SOURCE INFORMATION Start Marker

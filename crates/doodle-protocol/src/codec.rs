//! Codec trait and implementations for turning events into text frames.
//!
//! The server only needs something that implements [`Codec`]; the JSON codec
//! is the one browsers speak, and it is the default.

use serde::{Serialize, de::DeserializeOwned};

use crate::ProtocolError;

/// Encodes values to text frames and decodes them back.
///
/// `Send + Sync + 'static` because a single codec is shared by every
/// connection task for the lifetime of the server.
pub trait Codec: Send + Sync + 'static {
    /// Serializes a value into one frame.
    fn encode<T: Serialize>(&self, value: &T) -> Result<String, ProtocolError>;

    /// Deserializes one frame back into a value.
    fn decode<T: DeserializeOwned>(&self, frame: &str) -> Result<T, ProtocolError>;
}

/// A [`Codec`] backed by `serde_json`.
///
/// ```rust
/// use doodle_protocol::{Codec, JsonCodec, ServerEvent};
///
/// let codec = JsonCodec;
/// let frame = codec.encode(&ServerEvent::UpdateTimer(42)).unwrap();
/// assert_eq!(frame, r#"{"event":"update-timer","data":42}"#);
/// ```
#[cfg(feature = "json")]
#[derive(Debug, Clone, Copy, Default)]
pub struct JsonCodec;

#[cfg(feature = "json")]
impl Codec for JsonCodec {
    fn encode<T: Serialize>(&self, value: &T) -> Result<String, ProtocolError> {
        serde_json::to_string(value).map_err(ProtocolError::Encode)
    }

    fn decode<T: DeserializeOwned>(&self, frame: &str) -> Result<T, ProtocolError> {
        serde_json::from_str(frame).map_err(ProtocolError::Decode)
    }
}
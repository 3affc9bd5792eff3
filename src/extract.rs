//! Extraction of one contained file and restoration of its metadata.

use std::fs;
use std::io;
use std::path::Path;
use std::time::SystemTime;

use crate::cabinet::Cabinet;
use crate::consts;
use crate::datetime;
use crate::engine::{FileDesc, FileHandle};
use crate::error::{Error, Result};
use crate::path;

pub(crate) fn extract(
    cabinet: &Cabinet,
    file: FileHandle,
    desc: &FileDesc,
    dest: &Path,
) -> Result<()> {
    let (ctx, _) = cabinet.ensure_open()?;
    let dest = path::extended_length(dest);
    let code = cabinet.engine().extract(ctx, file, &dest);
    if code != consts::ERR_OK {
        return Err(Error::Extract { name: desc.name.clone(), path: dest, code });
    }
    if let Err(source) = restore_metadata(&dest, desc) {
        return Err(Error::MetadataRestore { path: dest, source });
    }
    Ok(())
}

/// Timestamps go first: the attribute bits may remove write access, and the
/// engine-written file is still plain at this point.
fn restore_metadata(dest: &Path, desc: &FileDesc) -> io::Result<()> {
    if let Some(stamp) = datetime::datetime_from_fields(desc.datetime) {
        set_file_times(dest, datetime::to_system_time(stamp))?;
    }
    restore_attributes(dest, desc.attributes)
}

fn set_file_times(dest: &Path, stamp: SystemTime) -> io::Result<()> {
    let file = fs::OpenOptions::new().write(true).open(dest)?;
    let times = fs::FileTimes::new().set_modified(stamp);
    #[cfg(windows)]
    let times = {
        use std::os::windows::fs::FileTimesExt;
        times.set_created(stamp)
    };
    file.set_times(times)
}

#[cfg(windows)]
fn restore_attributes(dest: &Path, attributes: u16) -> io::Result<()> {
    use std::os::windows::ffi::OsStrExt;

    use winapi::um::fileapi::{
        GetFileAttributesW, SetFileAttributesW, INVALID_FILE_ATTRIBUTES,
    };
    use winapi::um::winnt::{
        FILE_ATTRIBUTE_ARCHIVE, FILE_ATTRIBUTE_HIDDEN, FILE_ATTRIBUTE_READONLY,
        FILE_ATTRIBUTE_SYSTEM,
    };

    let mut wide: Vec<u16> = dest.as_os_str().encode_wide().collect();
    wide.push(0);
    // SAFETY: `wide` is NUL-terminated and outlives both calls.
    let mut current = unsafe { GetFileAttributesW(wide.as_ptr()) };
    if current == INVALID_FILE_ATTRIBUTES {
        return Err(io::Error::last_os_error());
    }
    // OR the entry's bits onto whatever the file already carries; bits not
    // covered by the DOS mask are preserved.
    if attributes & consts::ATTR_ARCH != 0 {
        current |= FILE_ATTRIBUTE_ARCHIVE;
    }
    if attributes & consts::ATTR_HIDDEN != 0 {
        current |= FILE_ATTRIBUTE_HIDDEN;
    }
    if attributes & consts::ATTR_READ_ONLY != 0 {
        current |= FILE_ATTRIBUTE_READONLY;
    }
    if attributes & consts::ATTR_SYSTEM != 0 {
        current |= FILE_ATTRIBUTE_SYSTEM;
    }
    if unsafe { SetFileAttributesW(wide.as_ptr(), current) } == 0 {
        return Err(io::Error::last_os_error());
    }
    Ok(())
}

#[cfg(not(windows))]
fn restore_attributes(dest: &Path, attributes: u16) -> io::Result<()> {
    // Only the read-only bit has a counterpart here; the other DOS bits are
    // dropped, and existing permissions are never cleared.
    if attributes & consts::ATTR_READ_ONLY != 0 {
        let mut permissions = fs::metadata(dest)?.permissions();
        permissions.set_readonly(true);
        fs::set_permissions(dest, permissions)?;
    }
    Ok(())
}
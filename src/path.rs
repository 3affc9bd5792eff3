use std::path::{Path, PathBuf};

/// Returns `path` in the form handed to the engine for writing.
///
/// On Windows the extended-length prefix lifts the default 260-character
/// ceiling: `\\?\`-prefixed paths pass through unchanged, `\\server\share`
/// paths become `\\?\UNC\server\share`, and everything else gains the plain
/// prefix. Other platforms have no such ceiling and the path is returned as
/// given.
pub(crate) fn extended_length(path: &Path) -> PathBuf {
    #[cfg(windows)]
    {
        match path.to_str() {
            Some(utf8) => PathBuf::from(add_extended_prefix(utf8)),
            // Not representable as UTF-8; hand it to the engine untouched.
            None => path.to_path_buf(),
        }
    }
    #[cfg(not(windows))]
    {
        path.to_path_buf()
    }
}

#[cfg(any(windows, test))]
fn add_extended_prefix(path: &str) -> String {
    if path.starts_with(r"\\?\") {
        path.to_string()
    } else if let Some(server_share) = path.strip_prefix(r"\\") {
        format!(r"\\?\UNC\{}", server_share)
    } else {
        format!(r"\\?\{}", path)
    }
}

SOURCE INFORMATION End Marker

→ TASK STATEMENT
Retype the entries exactly, including every line.

→ SOLUTION FOR THIS EXERCISE
filename crates/doodle-protocol/src/codec.rs
//! Codec trait and implementations for turning events into text frames.
//!
//! The server only needs something that implements [`Codec`]; the JSON codec
//! is the one browsers speak, and it is the default.

use serde::{Serialize, de::DeserializeOwned};

use crate::ProtocolError;

/// Encodes values to text frames and decodes them back.
///
/// `Send + Sync + 'static` because a single codec is shared by every
/// connection task for the lifetime of the server.
pub trait Codec: Send + Sync + 'static {
    /// Serializes a value into one frame.
    fn encode<T: Serialize>(&self, value: &T) -> Result<String, ProtocolError>;

    /// Deserializes one frame back into a value.
    fn decode<T: DeserializeOwned>(&self, frame: &str) -> Result<T, ProtocolError>;
}

/// A [`Codec`] backed by `serde_json`.
///
/// ```rust
/// use doodle_protocol::{Codec, JsonCodec, ServerEvent};
///
/// let codec = JsonCodec;
/// let frame = codec.encode(&ServerEvent::UpdateTimer(42)).unwrap();
/// assert_eq!(frame, r#"{"event":"update-timer","data":42}"#);
/// ```
#[cfg(feature = "json")]
#[derive(Debug, Clone, Copy, Default)]
pub struct JsonCodec;

#[cfg(feature = "json")]
impl Codec for JsonCodec {
    fn encode<T: Serialize>(&self, value: &T) -> Result<String, ProtocolError> {
        serde_json::to_string(value).map_err(ProtocolError::Encode)
    }

    fn decode<T: DeserializeOwned>(&self, frame: &str) -> Result<T, ProtocolError> {
        serde_json::from_str(frame).map_err(ProtocolError::Decode)
    }
}
repository 3affc9bd5792eff3
filename src/extract.rs
//! Extraction of one contained file and restoration of its metadata.

use std::fs;
use std::io;
use std::path::Path;
use std::time::SystemTime;

use crate::cabinet::Cabinet;
use crate::consts;
use crate::datetime;
use crate::engine::{FileDesc, FileHandle};
use crate::error::{Error, Result};
use crate::path;

pub(crate) fn extract(
    cabinet: &Cabinet,
    file: FileHandle,
    desc: &FileDesc,
    dest: &Path,
) -> Result<()> {
    let (ctx, _) = cabinet.ensure_open()?;
    let dest = path::extended_length(dest);
    let code = cabinet.engine().extract(ctx, file, &dest);
    if code != consts::ERR_OK {
        return Err(Error::Extract { name: desc.name.clone(), path: dest, code });
    }
    if let Err(source) = restore_metadata(&dest, desc) {
        return Err(Error::MetadataRestore { path: dest, source });
    }
    Ok(())
}

/// Timestamps go first: the attribute bits may remove write access, and the
/// engine-written file is still plain at this point.
fn restore_metadata(dest: &Path, desc: &FileDesc) -> io::Result<()> {
    if let Some(stamp) = datetime::datetime_from_fields(desc.datetime) {
        set_file_times(dest, datetime::to_system_time(stamp))?;
    }
    restore_attributes(dest, desc.attributes)
}

fn set_file_times(dest: &Path, stamp: SystemTime) -> io::Result<()> {
    let file = fs::OpenOptions::new().write(true).open(dest)?;
    let times = fs::FileTimes::new().set_modified(stamp);
    #[cfg(windows)]
    let times = {
        use std::os::windows::fs::FileTimesExt;
        times.set_created(stamp)
    };
    file.set_times(times)
}

#[cfg(windows)]
fn restore_attributes(dest: &Path, attributes: u16) -> io::Result<()> {
    use std::os::windows::ffi::OsStrExt;

    use winapi::um::fileapi::{
        GetFileAttributesW, SetFileAttributesW, INVALID_FILE_ATTRIBUTES,
    };
    use winapi::um::winnt::{
        FILE_ATTRIBUTE_ARCHIVE, FILE_ATTRIBUTE_HIDDEN, FILE_ATTRIBUTE_READONLY,
        FILE_ATTRIBUTE_SYSTEM,
    };

    let mut wide: Vec<u16> = dest.as_os_str().encode_wide().collect();
    wide.push(0);
    // SAFETY: `wide` is NUL-terminated and outlives both calls.
    let mut current = unsafe { GetFileAttributesW(wide.as_ptr()) };
    if current == INVALID_FILE_ATTRIBUTES {
        return Err(io::Error::last_os_error());
    }
    // OR the entry's bits onto whatever the file already carries; bits not
    // covered by the DOS mask are preserved.
    if attributes & consts::ATTR_ARCH != 0 {
        current |= FILE_ATTRIBUTE_ARCHIVE;
    }
    if attributes & consts::ATTR_HIDDEN != 0 {
        current |= FILE_ATTRIBUTE_HIDDEN;
    }
    if attributes & consts::ATTR_READ_ONLY != 0 {
        current |= FILE_ATTRIBUTE_READONLY;
    }
    if attributes & consts::ATTR_SYSTEM != 0 {
        current |= FILE_ATTRIBUTE_SYSTEM;
    }
    if unsafe { SetFileAttributesW(wide.as_ptr(), current) } == 0 {
        return Err(io::Error::last_os_error());
    }
    Ok(())
}

#[cfg(not(windows))]
fn restore_attributes(dest: &Path, attributes: u16) -> io::Result<()> {
    // Only the read-only bit has a counterpart here; the other DOS bits are
    // dropped, and existing permissions are never cleared.
    if attributes & consts::ATTR_READ_ONLY != 0 {
        let mut permissions = fs::metadata(dest)?.permissions();
        permissions.set_readonly(true);
        fs::set_permissions(dest, permissions)?;
    }
    Ok(())
}
filename src/path.rs
repository 3affc9bd5792eff3
use std::path::{Path, PathBuf};

/// Returns `path` in the form handed to the engine for writing.
///
/// On Windows the extended-length prefix lifts the default 260-character
/// ceiling: `\\?\`-prefixed paths pass through unchanged, `\\server\share`
/// paths become `\\?\UNC\server\share`, and everything else gains the plain
/// prefix. Other platforms have no such ceiling and the path is returned as
/// given.
pub(crate) fn extended_length(path: &Path) -> PathBuf {
    #[cfg(windows)]
    {
        match path.to_str() {
            Some(utf8) => PathBuf::from(add_extended_prefix(utf8)),
            // Not representable as UTF-8; hand it to the engine untouched.
            None => path.to_path_buf(),
        }
    }
    #[cfg(not(windows))]
    {
        path.to_path_buf()
    }
}

#[cfg(any(windows, test))]
fn add_extended_prefix(path: &str) -> String {
    if path.starts_with(r"\\?\") {
        path.to_string()
    } else if let Some(server_share) = path.strip_prefix(r"\\") {
        format!(r"\\?\UNC\{}", server_share)
    } else {
        format!(r"\\?\{}", path)
    }
}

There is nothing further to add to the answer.